Concernant Mme [O] qui était déliée de sa clause de non concurrence, il sera retenu un quart des 59 clients suivis qui ne seraient pas partis si celle-ci ne les avait pas incités de manière déloyale à demander leur désapareillage au profit de AMS, soit 15 patients sur la même période de deux ans.
En tenant compte de ces éléments, la perte de marge brute, fixée au vu de l'attestation comptable de NHC qui n'est pas pertinemment contestée, est donc de 3855,68 euros (forfait hospitalier annuel par patient après déduction des coûts directs) x 62 (47+15) clients x 2 ans, soit 478.104,32 euros. (pièce 80 de NHC)
La société Elivie sera condamnée à payer à la société NHC des dommages et intérêts à cette hauteur en réparation du préjudice matériel subi du fait des actes de concurrence déloyale commis.
-le préjudice moral
Selon la société Elivie, le dénigrement allégué par la société NHC n'est pas prouvé et il serait en outre particulièrement douteux qu'une société puisse subir un préjudice moral.
Pourtant, il a été démontré la réalité des propos négatifs tenus par Mme [O] à l'égard de son ancien employeur lors de son départ de la société, ces propos ont nécessairement porté atteinte à l'image et la réputation de la société NHC auprès d'une partie de sa clientèle et de ses partenaires que sont les prescripteurs hospitaliers.
Par conséquent, le jugement sera confirmé dans la fixation du préjudice subi de ce chef à hauteur de 10.000 euros.
Sur la demande de dommages et intérêts de la société Elivie pour procédure abusive
Ce chef de demande émanant de la société Elivie qui succombe dans son appel sera rejeté.
Sur les frais et dépens
Le jugement sera confirmé quant aux frais et dépens de première instance.

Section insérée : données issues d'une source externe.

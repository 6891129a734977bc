//! Transition guard - debounces exercise changes
//!
//! Two paths:
//! - fast: switch to a new stable exercise once the dwell time since the
//!   previous switch has passed
//! - slow: after a long stretch with no detection at all, give up and
//!   reset the session

use crate::classifier::ExerciseLabel;
use crate::config::EngineConfig;

/// What the session should do with this frame
#[derive(Clone, Copy, Debug, PartialEq)]
pub enum GuardDecision {
    /// Keep the committed exercise
    Hold,
    /// Switch to this exercise, resetting counters
    Commit(ExerciseLabel),
    /// Nothing detected for too long, clear everything
    Reset,
}

#[derive(Clone, Copy, Debug, PartialEq)]
pub struct TransitionGuard {
    /// Time of the last committed change (or session start)
    last_transition_ms: f64,
    /// Time of the last frame with a non-`None` raw label.
    /// Unset after a reset so the slow path fires once per absence.
    last_detection_ms: Option<f64>,
}

impl TransitionGuard {
    pub fn new(now_ms: f64) -> Self {
        Self {
            last_transition_ms: now_ms,
            last_detection_ms: None,
        }
    }

    pub fn last_transition_ms(&self) -> f64 {
        self.last_transition_ms
    }

    pub fn last_detection_ms(&self) -> Option<f64> {
        self.last_detection_ms
    }

    /// Decide on one frame given its raw and stable labels
    pub fn evaluate(
        &mut self,
        committed: ExerciseLabel,
        raw: ExerciseLabel,
        stable: ExerciseLabel,
        now_ms: f64,
        config: &EngineConfig,
    ) -> GuardDecision {
        if !raw.is_none() {
            self.last_detection_ms = Some(now_ms);
        }

        if stable.is_none() {
            return match self.last_detection_ms {
                Some(seen) if now_ms - seen >= config.reset_timeout_ms => {
                    self.last_detection_ms = None;
                    self.last_transition_ms = now_ms;
                    GuardDecision::Reset
                }
                _ => GuardDecision::Hold,
            };
        }

        if stable != committed && now_ms - self.last_transition_ms >= config.min_dwell_ms {
            self.last_transition_ms = now_ms;
            return GuardDecision::Commit(stable);
        }

        GuardDecision::Hold
    }
}
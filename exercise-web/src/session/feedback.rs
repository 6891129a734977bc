//! Coaching feedback derived from the current frame
//!
//! Stateless: recomputed from scratch every frame.

use std::fmt;

use super::reps::{RepMachine, RepPhase};
use crate::classifier::FeatureSet;
use crate::config::EngineConfig;

/// Feedback catalog
#[derive(Clone, Copy, Debug, PartialEq, Eq)]
pub enum Cue {
    /// Nobody in frame or key joints hidden
    NoPerson,
    /// Person visible but no exercise committed yet
    StartExercise,
    /// Shown right after an explicit reset
    CountersReset,
    SquatLower,
    SquatGoDeeper,
    SquatRise,
    LungeStep,
    LungeReturn,
    PlankStraightenLegs,
    PlankBodyLine,
    PlankHold { seconds: u32 },
    PushupLower,
    PushupPush,
}

impl fmt::Display for Cue {
    fn fmt(&self, f: &mut fmt::Formatter<'_>) -> fmt::Result {
        match self {
            Cue::NoPerson => f.write_str("Step into the frame so your whole body is visible"),
            Cue::StartExercise => f.write_str("Get into frame and start an exercise"),
            Cue::CountersReset => f.write_str("Counters reset. Ready for a new exercise!"),
            Cue::SquatLower => f.write_str("Lower slowly and keep your back straight"),
            Cue::SquatGoDeeper => f.write_str("Go deeper"),
            Cue::SquatRise => f.write_str("Great! Now rise up slowly"),
            Cue::LungeStep => f.write_str("Step forward and bend your knee"),
            Cue::LungeReturn => f.write_str("Good! Now return to the starting position"),
            Cue::PlankStraightenLegs => f.write_str("Straighten your legs"),
            Cue::PlankBodyLine => f.write_str("Keep your body in a straight line"),
            Cue::PlankHold { seconds } => write!(f, "Hold steady: {seconds} seconds"),
            Cue::PushupLower => f.write_str("Lower down and keep your elbows close"),
            Cue::PushupPush => f.write_str("Now push back up!"),
        }
    }
}

/// Pick the cue for the committed exercise and this frame's features
pub fn coach(
    machine: &RepMachine,
    features: Option<&FeatureSet>,
    hold_seconds: u32,
    config: &EngineConfig,
) -> Cue {
    let Some(f) = features else {
        return Cue::NoPerson;
    };

    match machine {
        RepMachine::Idle => Cue::StartExercise,
        RepMachine::Squat(RepPhase::Down) => Cue::SquatRise,
        RepMachine::Squat(_) => {
            let t = &config.squat;
            if f.avg_knee < t.up_knee && f.avg_knee >= t.down_knee {
                Cue::SquatGoDeeper
            } else {
                Cue::SquatLower
            }
        }
        RepMachine::Lunge(RepPhase::Lunging) => Cue::LungeReturn,
        RepMachine::Lunge(_) => Cue::LungeStep,
        RepMachine::Plank { .. } => {
            let t = &config.plank;
            if f.avg_knee < t.min_avg_knee {
                Cue::PlankStraightenLegs
            } else if f.avg_body_line < t.min_body_angle {
                Cue::PlankBodyLine
            } else {
                Cue::PlankHold {
                    seconds: hold_seconds,
                }
            }
        }
        RepMachine::Pushup(RepPhase::Down) => Cue::PushupPush,
        RepMachine::Pushup(_) => Cue::PushupLower,
    }
}

#[cfg(test)]
mod tests {
    use super::*;
    use crate::classifier::extract_features;
    use crate::pose::fixtures;

    fn features_of(snapshot: &crate::pose::PoseSnapshot) -> FeatureSet {
        extract_features(snapshot, 0.3).unwrap()
    }

    #[test]
    fn test_no_features_means_no_person() {
        let config = EngineConfig::default();
        let machine = RepMachine::Squat(RepPhase::Down);
        assert_eq!(coach(&machine, None, 0, &config), Cue::NoPerson);
    }

    #[test]
    fn test_idle_asks_to_start() {
        let config = EngineConfig::default();
        let f = features_of(&fixtures::standing(0.0));
        assert_eq!(coach(&RepMachine::Idle, Some(&f), 0, &config), Cue::StartExercise);
    }

    #[test]
    fn test_squat_cues_follow_depth() {
        let config = EngineConfig::default();
        let up = RepMachine::Squat(RepPhase::Up);
        let standing = features_of(&fixtures::standing(0.0));
        let halfway = features_of(&fixtures::squat(120.0, 0.0));
        assert_eq!(coach(&up, Some(&standing), 0, &config), Cue::SquatLower);
        assert_eq!(coach(&up, Some(&halfway), 0, &config), Cue::SquatGoDeeper);

        let down = RepMachine::Squat(RepPhase::Down);
        assert_eq!(coach(&down, Some(&halfway), 0, &config), Cue::SquatRise);
    }

    #[test]
    fn test_plank_cues() {
        let config = EngineConfig::default();
        let plank = RepMachine::Plank { start_ms: 0.0 };
        let good = features_of(&fixtures::forearm_plank(0.0, 0.0));
        let bent = features_of(&fixtures::forearm_plank(0.1, 0.0));
        assert_eq!(coach(&plank, Some(&good), 12, &config), Cue::PlankHold { seconds: 12 });
        assert_eq!(coach(&plank, Some(&bent), 12, &config), Cue::PlankStraightenLegs);
    }

    #[test]
    fn test_lunge_and_pushup_cues() {
        let config = EngineConfig::default();
        let f = features_of(&fixtures::standing(0.0));
        let cue = |machine: RepMachine| coach(&machine, Some(&f), 0, &config);
        assert_eq!(cue(RepMachine::Lunge(RepPhase::Standing)), Cue::LungeStep);
        assert_eq!(cue(RepMachine::Lunge(RepPhase::Lunging)), Cue::LungeReturn);
        assert_eq!(cue(RepMachine::Pushup(RepPhase::Up)), Cue::PushupLower);
        assert_eq!(cue(RepMachine::Pushup(RepPhase::Down)), Cue::PushupPush);
    }

    #[test]
    fn test_display_text() {
        assert_eq!(Cue::PlankHold { seconds: 7 }.to_string(), "Hold steady: 7 seconds");
        assert_eq!(Cue::SquatGoDeeper.to_string(), "Go deeper");
        assert!(Cue::NoPerson.to_string().contains("frame"));
    }
}
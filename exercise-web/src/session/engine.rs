//! Per-frame reducer - wires extraction, classification, smoothing,
//! debouncing, rep counting and feedback together
//!
//! `Engine` holds only the validated configuration. All mutable data lives
//! in the caller's `SessionState`, which makes every frame a plain
//! `(state, snapshot, now) -> (state', output)` step.

use tracing::{debug, info};

use super::feedback::{coach, Cue};
use super::guard::GuardDecision;
use super::state::{FrameOutput, SessionState};
use super::still::{analyze_still, StillAnalysis};
use crate::classifier::{classify, extract_features};
use crate::config::EngineConfig;
use crate::error::Result;
use crate::pose::PoseSnapshot;

#[derive(Clone, Debug)]
pub struct Engine {
    config: EngineConfig,
}

impl Engine {
    /// Build an engine, rejecting invalid thresholds
    pub fn new(config: EngineConfig) -> Result<Self> {
        config.validate()?;
        Ok(Self { config })
    }

    pub fn config(&self) -> &EngineConfig {
        &self.config
    }

    /// Fresh session state starting at `now_ms`
    pub fn start(&self, now_ms: f64) -> SessionState {
        SessionState::new(&self.config, now_ms)
    }

    /// Consume one snapshot and return the next state with its output
    pub fn update(
        &self,
        mut state: SessionState,
        snapshot: &PoseSnapshot,
        now_ms: f64,
    ) -> (SessionState, FrameOutput) {
        let output = self.update_in_place(&mut state, snapshot, now_ms);
        (state, output)
    }

    /// Same as `update`, mutating the state where it lives
    pub fn update_in_place(
        &self,
        state: &mut SessionState,
        snapshot: &PoseSnapshot,
        now_ms: f64,
    ) -> FrameOutput {
        let config = &self.config;

        // 1. Features (nothing if no person or pose too faint)
        let confidence = snapshot.confidence();
        let person_detected = !snapshot.is_empty() && confidence >= config.min_pose_confidence;
        let features = if person_detected {
            extract_features(snapshot, config.visibility_floor)
        } else {
            None
        };

        // 2. Raw label -> stable label
        let raw_label = classify(features.as_ref(), config);
        let stable_label = state.stabilizer.push(raw_label);

        // 3. Debounced exercise change
        let committed = state.committed();
        match state
            .guard
            .evaluate(committed, raw_label, stable_label, now_ms, config)
        {
            GuardDecision::Commit(label) => {
                info!(
                    from = committed.as_str(),
                    to = label.as_str(),
                    at_ms = now_ms,
                    "exercise committed"
                );
                state.commit(label, now_ms);
            }
            GuardDecision::Reset => {
                info!(
                    at_ms = now_ms,
                    reps = state.rep_count,
                    "no exercise detected within reset timeout, session cleared"
                );
                state.clear();
            }
            GuardDecision::Hold => {}
        }

        // 4. Rep machine of the committed exercise
        // The plank timer only advances on frames where the pose is readable
        if let Some(f) = &features {
            if state.machine.step(f, config) {
                state.rep_count += 1;
                debug!(
                    exercise = state.committed().as_str(),
                    reps = state.rep_count,
                    "rep completed"
                );
            }
            if state.committed().is_timed() {
                state.hold_seconds = state.hold_seconds.max(state.machine.hold_seconds(now_ms));
            }
        }
        if !state.committed().is_timed() {
            state.hold_seconds = 0;
        }

        // 5. Feedback
        let cue = if person_detected {
            coach(&state.machine, features.as_ref(), state.hold_seconds, config)
        } else {
            Cue::NoPerson
        };

        FrameOutput {
            committed_exercise: state.committed(),
            rep_count: state.rep_count,
            hold_seconds: state.hold_seconds,
            confidence,
            feedback: cue.to_string(),
            cue,
            raw_label,
            stable_label,
            phase: state.phase(),
            person_detected,
            timestamp_ms: now_ms,
        }
    }

    /// Classify a single still image, no temporal smoothing
    pub fn analyze_still(&self, snapshot: &PoseSnapshot) -> StillAnalysis {
        analyze_still(snapshot, &self.config)
    }
}

/// Engine plus the state of one running session
///
/// Starting the camera creates one, the reset button calls `reset`,
/// stopping the camera drops it.
#[derive(Clone, Debug)]
pub struct Session {
    engine: Engine,
    state: SessionState,
    output: FrameOutput,
}

impl Session {
    pub fn start(config: EngineConfig, now_ms: f64) -> Result<Self> {
        let engine = Engine::new(config)?;
        let state = engine.start(now_ms);
        info!(at_ms = now_ms, "session started");
        Ok(Self {
            engine,
            state,
            output: FrameOutput::idle(Cue::StartExercise, now_ms),
        })
    }

    /// Feed one snapshot, timestamped by the snapshot itself
    pub fn push(&mut self, snapshot: &PoseSnapshot) -> &FrameOutput {
        self.push_at(snapshot, snapshot.timestamp_ms())
    }

    /// Feed one snapshot at an explicit time
    pub fn push_at(&mut self, snapshot: &PoseSnapshot, now_ms: f64) -> &FrameOutput {
        self.output = self.engine.update_in_place(&mut self.state, snapshot, now_ms);
        &self.output
    }

    /// Explicit reset: zero everything and restart the dwell clock
    pub fn reset(&mut self, now_ms: f64) -> &FrameOutput {
        self.state = self.engine.start(now_ms);
        self.output = FrameOutput::idle(Cue::CountersReset, now_ms);
        info!(at_ms = now_ms, "session reset");
        &self.output
    }

    pub fn output(&self) -> &FrameOutput {
        &self.output
    }

    pub fn state(&self) -> &SessionState {
        &self.state
    }

    pub fn engine(&self) -> &Engine {
        &self.engine
    }
}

La société Elivie succombant au principal en appel en supportera les dépens, et sera en outre condamnée à participer aux frais irrépétibles engagés par la société NHC en appel à hauteur de 3.500 euros sur le fondement de l'article 700 du code de procédure civile.
PAR CES MOTIFS
La cour,
Statuant publiquement et contradictoirement,
CONFIRME le jugement entrepris, sauf concernant le quantum de l'indemnisation due par la société Elivie à la société NHC sur le préjudice matériel en réparation des actes de concurrence déloyale,
Statuant à nouveau de ce chef,
CONDAMNE la société Elivie à payer à la société NHC la somme de 478.104,32 euros au titre du préjudice matériel en réparation des actes de concurrence déloyale,
Y ajoutant,
CONDAMNE la société Elivie à payer à la société NHC à la somme de 3.500 euros au titre de l'article 700 du code de procédure civile,
CONDAMNE la société Elvitie à payer les entiers dépens de l'appel.